When buildings fail, the answer is almost never in the data. It is in the field, in the material, in the judgment of someone who has seen a thousand failures before.
A room full of building owners, property managers, and AEC consultants recently walked into our Baltimore office asking one question: "What the BEPS?!"
The conversation right now is dominated by electrification. Convert from gas to electric. Install heat pumps. Hit net-zero by 2040. And yes, that is the destination. But if the building keeps leaking conditioned air through a deteriorating envelope, you are electrifying inefficiency. You can install the most advanced HVAC system on the market, and a building with poor air sealing, thermal bridging, and missing insulation will consume far more energy than the equipment was designed to serve.
Maryland's Building Energy Performance Standards require existing building owners to reduce emissions but do not require testing the envelope. We are measuring the outcome without measuring one of the biggest inputs.
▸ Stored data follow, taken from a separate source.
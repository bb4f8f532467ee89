/// Tolerant backend response parsing
///
/// Backends encode "a named result section holding a docs list" in several
/// structurally different ways depending on their response-writer settings.
/// This module treats that ambiguity as a closed set of shapes and tries an
/// ordered list of matching strategies; when none fits, the retrieval gets
/// an empty candidate list and a diagnostic log line instead of an error.

pub mod snippet;

use serde_json::Value;
use tracing::warn;

use crate::backend::RawResponse;
use crate::document::{Candidate, DocumentRef, Origin};
use crate::query::Algorithm;

/// Parse one raw backend response into normalized candidates.
///
/// `source_id` is the backend-native id of the source document; shapes that
/// key result sections by document id prefer its entry over positional
/// guessing. Candidates keep backend-native scores, with the subscore for
/// the producing leg mirrored for later fusion.
pub fn parse_candidates(response: &RawResponse, source_id: Option<&str>) -> Vec<Candidate> {
    let origin = match response.algorithm {
        Algorithm::Lexical => Origin::Lexical,
        Algorithm::Vector => Origin::Vector,
    };

    let docs = locate_docs(&response.body, source_id);
    match docs {
        Some(docs) => docs
            .iter()
            .map(|doc| candidate_from_doc(doc, origin))
            .collect(),
        None => {
            let keys: Vec<&str> = response
                .body
                .as_object()
                .map(|o| o.keys().map(String::as_str).collect())
                .unwrap_or_default();
            warn!(
                algorithm = ?response.algorithm,
                available_keys = ?keys,
                "Response matched no known shape, returning no candidates"
            );
            Vec::new()
        }
    }
}

/// Walk the candidate sections in preference order and run the shape
/// strategies against each. Similarity sections come before the plain
/// result section so the lexical leg never mistakes its one-row source
/// lookup for the neighbor list.
fn locate_docs<'a>(body: &'a Value, source_id: Option<&str>) -> Option<&'a [Value]> {
    let sections = [body.get("moreLikeThis"), body.get("response"), Some(body)];
    sections
        .into_iter()
        .flatten()
        .find_map(|section| docs_from_section(section, source_id))
}

/// Ordered shape strategies over one section value.
fn docs_from_section<'a>(section: &'a Value, source_id: Option<&str>) -> Option<&'a [Value]> {
    pairwise_docs(section, source_id)
        .or_else(|| keyed_docs(section, source_id))
        .or_else(|| docs_of(section))
}

/// A structure's `docs` sub-list, when present.
fn docs_of(value: &Value) -> Option<&[Value]> {
    value
        .get("docs")
        .and_then(Value::as_array)
        .map(Vec::as_slice)
}

/// Shape (a): flat alternating key/value sequence.
///
/// Scans pairwise for the entry keyed by the source id, falling back to the
/// first entry whose value carries a docs list.
fn pairwise_docs<'a>(section: &'a Value, source_id: Option<&str>) -> Option<&'a [Value]> {
    let entries = section.as_array()?;
    let mut first = None;
    let mut i = 0;
    while i + 1 < entries.len() {
        if let Some(docs) = docs_of(&entries[i + 1]) {
            if source_id.is_some() && entries[i].as_str() == source_id {
                return Some(docs);
            }
            if first.is_none() {
                first = Some(docs);
            }
        }
        i += 2;
    }
    first
}

/// Shape (b): mapping keyed by backend document id.
fn keyed_docs<'a>(section: &'a Value, source_id: Option<&str>) -> Option<&'a [Value]> {
    let map = section.as_object()?;
    if let Some(id) = source_id {
        if let Some(docs) = map.get(id).and_then(docs_of) {
            return Some(docs);
        }
    }
    map.values().find_map(docs_of)
}

/// Normalize one index document into a Candidate.
///
/// Absent fields degrade instead of failing: strings go empty, the score
/// goes to zero, and the type label falls back to the raw type token.
fn candidate_from_doc(doc: &Value, origin: Origin) -> Candidate {
    let doc_type = string_field(doc, "type");
    let score = doc.get("score").and_then(Value::as_f64).unwrap_or(0.0);
    let label = string_field(doc, "typeLabel");
    let content = string_field(doc, "content");

    Candidate {
        title: string_field(doc, "title"),
        url: string_field(doc, "url"),
        type_label: if label.is_empty() {
            doc_type.clone()
        } else {
            label
        },
        score,
        lexical_score: (origin == Origin::Lexical).then_some(score),
        vector_score: (origin == Origin::Vector).then_some(score),
        snippet: snippet::make_snippet(&content),
        document: DocumentRef {
            doc_type: doc_type.clone(),
            uid: uid_field(doc, "uid"),
        },
        doc_type,
        origin,
    }
}

/// Read a string field that index schemas store single- or multi-valued.
pub fn string_field(doc: &Value, field: &str) -> String {
    match doc.get(field) {
        Some(Value::String(s)) => s.clone(),
        Some(Value::Array(items)) => items
            .iter()
            .find_map(Value::as_str)
            .map(str::to_string)
            .unwrap_or_default(),
        _ => String::new(),
    }
}

/// Read a numeric id that backends encode as a number or a string.
pub fn uid_field(doc: &Value, field: &str) -> u32 {
    match doc.get(field) {
        Some(Value::Number(n)) => n.as_u64().unwrap_or(0) as u32,
        Some(Value::String(s)) => s.trim().parse().unwrap_or(0),
        _ => 0,
    }
}
/// Core document and candidate types
///
/// A DocumentRef identifies a content item independent of its search-index
/// representation; a Candidate is one normalized similar-document hit as the
/// parser, fusion engine, and policy filter pass it along.

use serde::{Deserialize, Serialize};
use std::fmt;

use crate::errors::KindredError;

/// The (type, uid) pair identifying a content document.
///
/// Request-side refs are built through `new`, which rejects uid 0.
/// Parser-side refs may carry uid 0 when the index document lacks the field.
#[derive(Debug, Clone, PartialEq, Eq, Hash, Serialize, Deserialize)]
pub struct DocumentRef {
    /// Record type the document belongs to, e.g. "pages" or "tt_content"
    pub doc_type: String,
    /// Record uid within its type
    pub uid: u32,
}

impl DocumentRef {
    /// Build a validated reference to an existing document.
    pub fn new(doc_type: impl Into<String>, uid: u32) -> Result<Self, KindredError> {
        let doc_type = doc_type.into();
        if doc_type.trim().is_empty() {
            return Err(KindredError::InvalidConfiguration(
                "document type must not be empty".to_string(),
            ));
        }
        if uid == 0 {
            return Err(KindredError::InvalidConfiguration(
                "document uid must be greater than zero".to_string(),
            ));
        }
        Ok(DocumentRef { doc_type, uid })
    }
}

impl fmt::Display for DocumentRef {
    fn fmt(&self, f: &mut fmt::Formatter<'_>) -> fmt::Result {
        write!(f, "{}:{}", self.doc_type, self.uid)
    }
}

/// Which retrieval leg produced a candidate.
///
/// Fusion upgrades a candidate found by both legs to Hybrid; the tag is kept
/// on the final result for observability and the tie-break rule.
#[derive(Debug, Clone, Copy, PartialEq, Eq, Serialize, Deserialize)]
#[serde(rename_all = "lowercase")]
pub enum Origin {
    Lexical,
    Vector,
    Hybrid,
}

impl fmt::Display for Origin {
    fn fmt(&self, f: &mut fmt::Formatter<'_>) -> fmt::Result {
        match self {
            Origin::Lexical => write!(f, "lexical"),
            Origin::Vector => write!(f, "vector"),
            Origin::Hybrid => write!(f, "hybrid"),
        }
    }
}

/// One normalized similar-document hit.
///
/// Before fusion, `score` is on the backend-native scale and the subscore
/// matching `origin` mirrors it. After fusion, `score` is the weighted
/// combination of the [0, 1]-normalized subscores.
#[derive(Debug, Clone, PartialEq, Serialize, Deserialize)]
pub struct Candidate {
    /// Display title (first value when the index field is multivalued)
    pub title: String,
    /// Target URL, empty when the index document carries none
    pub url: String,
    /// Raw type token from the index document
    pub doc_type: String,
    /// Display label for the type; defaults to the raw type token
    pub type_label: String,
    /// Ranking score (backend-native pre-fusion, fused afterwards)
    pub score: f64,
    /// Lexical subscore, set by the lexical leg or zero-filled by fusion
    pub lexical_score: Option<f64>,
    /// Vector subscore, set by the vector leg or zero-filled by fusion
    pub vector_score: Option<f64>,
    /// Markup-stripped, truncated content preview
    pub snippet: String,
    /// Reference to the candidate document
    pub document: DocumentRef,
    /// Retrieval leg(s) that produced this candidate
    pub origin: Origin,
}

#[cfg(test)]
mod tests {
    use super::*;

    #[test]
    fn test_document_ref_rejects_zero_uid() {
        assert!(DocumentRef::new("pages", 0).is_err());
    }

    #[test]
    fn test_document_ref_rejects_empty_type() {
        assert!(DocumentRef::new("  ", 7).is_err());
    }

    #[test]
    fn test_document_ref_display() {
        let doc = DocumentRef::new("pages", 42).unwrap();
        assert_eq!(doc.to_string(), "pages:42");
    }

    #[test]
    fn test_origin_serializes_lowercase() {
        assert_eq!(serde_json::to_string(&Origin::Hybrid).unwrap(), "\"hybrid\"");
    }
}
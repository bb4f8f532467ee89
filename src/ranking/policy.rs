/// Result filtering policy
///
/// Pure filters applied to an already-ranked result set, in a fixed order:
/// type allow-list (which disables the deny-list), type deny-list, absolute
/// score threshold, relative score threshold, then truncation. Nothing here
/// re-sorts.

use crate::config::SimilarityConfig;
use crate::document::Candidate;

/// Post-ranking filter settings for one retrieval.
#[derive(Debug, Clone)]
pub struct FilterPolicy {
    /// Keep only these types when non-empty; the deny-list is then ignored
    pub allowed_types: Vec<String>,
    /// Drop these types when no allow-list is set
    pub denied_types: Vec<String>,
    /// Drop candidates scoring below this (a value <= 0 disables it)
    pub min_score: f64,
    /// Drop candidates scoring below top_score * ratio, where top_score is
    /// the first entry's score before any filtering (<= 0 disables it)
    pub min_score_ratio: f64,
    /// Final result count (0 disables truncation)
    pub max_results: usize,
}

impl FilterPolicy {
    pub fn from_config(config: &SimilarityConfig) -> Self {
        FilterPolicy {
            allowed_types: config.allowed_type_list(),
            denied_types: config.denied_type_list(),
            min_score: config.min_score,
            min_score_ratio: config.min_score_ratio,
            max_results: config.max_results,
        }
    }

    /// Apply all enabled filters to a ranked candidate list.
    pub fn apply(&self, candidates: Vec<Candidate>) -> Vec<Candidate> {
        let top_score = candidates.first().map(|c| c.score).unwrap_or(0.0);
        let mut result = candidates;

        if !self.allowed_types.is_empty() {
            result.retain(|c| self.allowed_types.contains(&c.doc_type));
        } else if !self.denied_types.is_empty() {
            result.retain(|c| !self.denied_types.contains(&c.doc_type));
        }

        if self.min_score > 0.0 {
            result.retain(|c| c.score >= self.min_score);
        }

        if self.min_score_ratio > 0.0 {
            let cutoff = top_score * self.min_score_ratio;
            result.retain(|c| c.score >= cutoff);
        }

        if self.max_results > 0 && result.len() > self.max_results {
            result.truncate(self.max_results);
        }

        result
    }
}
The compliance timeline has a critical window for retro-commissioning and building envelope improvements before full systems replacement at end of life. That window is where the real leverage lives.
Assess the envelope. Test the air barrier. Identify where energy is escaping. Then make informed decisions about electrification, not the other way around. Designing to the 2040 final standard now, rather than iterating forward from current code, is the approach that avoids paying twice.
This is Material Intelligence in practice: the domain knowledge that tells you to diagnose before you prescribe. It does not make headlines, but it determines whether a capital upgrade delivers what the spreadsheet promised.
(AI + MI) × HI™ is an original framework developed by Jigar B. Desai.
One insight that surprised the room: historic designation is a strategic decision with real compliance implications, not an automatic exemption from performance standards.
Building owners who assume their historic status shields them from BEPS requirements may find themselves unprepared. And those who understand the intersection of preservation law, building science, and energy codes will have a meaningful competitive advantage in advising their clients.
This is what happens when building codes, performance standards, preservation law, and building science are in the same conversation. Connections that seemed separate become sharper when multiple perspectives collide in real time.
Forensic investigations, thermal imaging, air barrier testing, building enclosure commissioning: this is the work our building science teams do every day. But it remains an operational conversation, not a strategic one.
The ½: I am still figuring out how to elevate material intelligence from a technical discipline to a boardroom discussion. The compliance clock does not care whether leadership has heard of BEPS. But the firms that make this connection first will own the advisory relationship.